Pressure mounting on Kotri Barrage

Many villages in Hyderabad, Jamshoro and Thatta districts have been inundated.


Salman Siddiqui August 22, 2010

HYDERABAD: As floodwaters continue to recede in northern parts of Sindh at Guddu and Sukkur barrages, the pressure mounts in lower Sindh at the Kotri Barrage. Many villages in Hyderabad, Jamshoro and Thatta districts have been inundated.

According to the Kotri Barrage control room, the river discharge increased by more than 60,000 cusecs over the past 24 hours. At 6pm on Saturday, the water flow was 784,716 cusecs upstream and 760,511 cusecs downstream.

An exceptionally high flood of above 850,000 cusecs may hit Kotri in the next 24 hours. According to Chief Engineer of Kotri Barrage Manzoor Sheikh, the barrage is designed to withstand a discharge of 875,000 cusecs. All 44 gates of the barrage are currently open to allow the raging torrents head further downstream.

A senior official said that one of the three telemetry sensors in the upstream section of the barrage had been submerged and was no longer working. Another sensor located at the downstream section of the barrage had also stopped functioning. However, a Wapda unit, which controls the telemetry system at the barrage, was continuing to gather the data through its two other sensors on the upstream section and one in the downstream section. The data was being streamed to the Wapda headquarters in Lahore.

Interestingly, operators at the Kotri control room said that they do not use the telemetry data at all. “We rely on manual calculations and inspections of water gauges and gates by our own personnel,” a control room official said. Members of the Wapda unit said it was unfortunate that despite the fact that a multi-million-dollar automated telemetry system bought from Seimens was in place at barrages, irrigation department officials make little or no use of it.

Also, Corps Commander Sindh Shahid Iqbal paid a visit to Hyderabad earlier in the day and assessed the situation himself at a section of the protection wall in Qasimabad. Pakistan Army, Rangers and police personnel are manning the protection walls that run on the edges of the city’s Qasimabad and Latifabad areas.
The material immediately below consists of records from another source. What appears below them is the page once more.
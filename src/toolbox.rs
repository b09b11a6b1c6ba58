//! Collaborator tool table
//!
//! Tools are named string -> string functions supplied by the embedding
//! application. One registry is shared by construction with every agent
//! spawned into the swarm, so children inherit their parent's tools.

use std::collections::HashMap;
use std::sync::Arc;

use parking_lot::RwLock;
use thiserror::Error;

type ToolFn = dyn Fn(&str) -> anyhow::Result<String> + Send + Sync;

/// Tool invocation errors
#[derive(Debug, Error)]
pub enum ToolError {
    #[error("Tool '{0}' not found")]
    Unknown(String),

    #[error("Tool '{name}' failed: {message}")]
    Failed { name: String, message: String },
}

/// Registry of named tools available to the swarm.
pub struct ToolRegistry {
    tools: RwLock<HashMap<String, Arc<ToolFn>>>,
    /// Free-text documentation shown to the model when tools exist.
    docs: RwLock<String>,
}

impl ToolRegistry {
    pub fn new() -> Self {
        Self {
            tools: RwLock::new(HashMap::new()),
            docs: RwLock::new(String::new()),
        }
    }

    /// Register a tool under a name. Replaces any existing tool with the
    /// same name.
    pub fn register<F>(&self, name: impl Into<String>, f: F)
    where
        F: Fn(&str) -> anyhow::Result<String> + Send + Sync + 'static,
    {
        self.tools.write().insert(name.into(), Arc::new(f));
    }

    /// Set the documentation block appended to agent system prompts.
    pub fn set_docs(&self, docs: impl Into<String>) {
        *self.docs.write() = docs.into();
    }

    pub fn docs(&self) -> String {
        self.docs.read().clone()
    }

    /// Invoke a tool by name with a raw string argument.
    pub fn invoke(&self, name: &str, args: &str) -> Result<String, ToolError> {
        let tool = self
            .tools
            .read()
            .get(name)
            .cloned()
            .ok_or_else(|| ToolError::Unknown(name.to_string()))?;

        tool(args).map_err(|e| ToolError::Failed {
            name: name.to_string(),
            message: e.to_string(),
        })
    }

    pub fn is_empty(&self) -> bool {
        self.tools.read().is_empty()
    }

    pub fn names(&self) -> Vec<String> {
        self.tools.read().keys().cloned().collect()
    }
}

impl Default for ToolRegistry {
    fn default() -> Self {
        Self::new()
    }
}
A high ranking army officer at the Kotri Barrage, who did not wish to be named, said his men were there “only to monitor and deal with situations that spiral out of control.”

Chief Minister Sindh Qaim Ali Shah also arrived in Hyderabad late in the evening and was expected to visit the embankments on Sunday.

Chaotic scenes were witnessed near Hyderabad’s Latifabad area unit 10, where five villages, including Goth Bachal Leghari, Nana Paattay, Punjabi, Baker Hussain and Fazal Leghari with a population of more than 3,000 people, had been submerged. Allah Wadaya from Bachal Leghari Goth complained that his sons had been picked up by the police, when his family refused to abandon their illegally-built home in the kachcha area. “We thought the water wasn’t as dangerous as the authorities claimed, so we resisted their attempts to evict us till the very last minute,” Wadaya said.

Badar Ali and his wife on the opposite side of the city in Qasimabad too had waited till the last minute before leaving their home. Ali says that he was roused from deep sleep in his hut in Sehrish Nagar and all he could do in the face of the rushing flood waters was to jump on top of the protective wall.

Meanwhile, president of the Awami Tehrik Ayaz Latif Palijo led a large rally of his supporters at Sehrish Nagar in the backdrop of slogans, “Jagia Jagia, Sindhi Jagia” (Wake up, Wake up, Sindhis Wake up) and “Bandh Bachao, Sindh Bachao” (Save the flood barriers, Save Sindh). He addressed his supporters and said if the irrigation department cannot do its job, then his supporters themselves would strengthen the protective embankments. Criticising the government for its inaction, he said that it had done nothing to strengthen the dykes, which according to him, if breached would inundate the entire Hyderabad city.

At least 10 more villages were submerged in Kotri’s Khanpur area, including Abdullah Shoro, Qazi Maula, Allah Bachaiyo Mallah, Barrari Shoro, Waryam Jhanro and Khameso Shoro. People have been shifted to safer places in the main city, officials said, adding that Kotri city in Jamshoro district was safe from flood waters.

Four other villages in Mattiari district’s Saeedabad area near the Bhanot embankment were submerged. They include Safar Leghari and Somachi.

The situation in Thatta also remained critical with settlements in Surjani and Monaki reportedly inundated.

Published in The Express Tribune, August 22nd, 2010.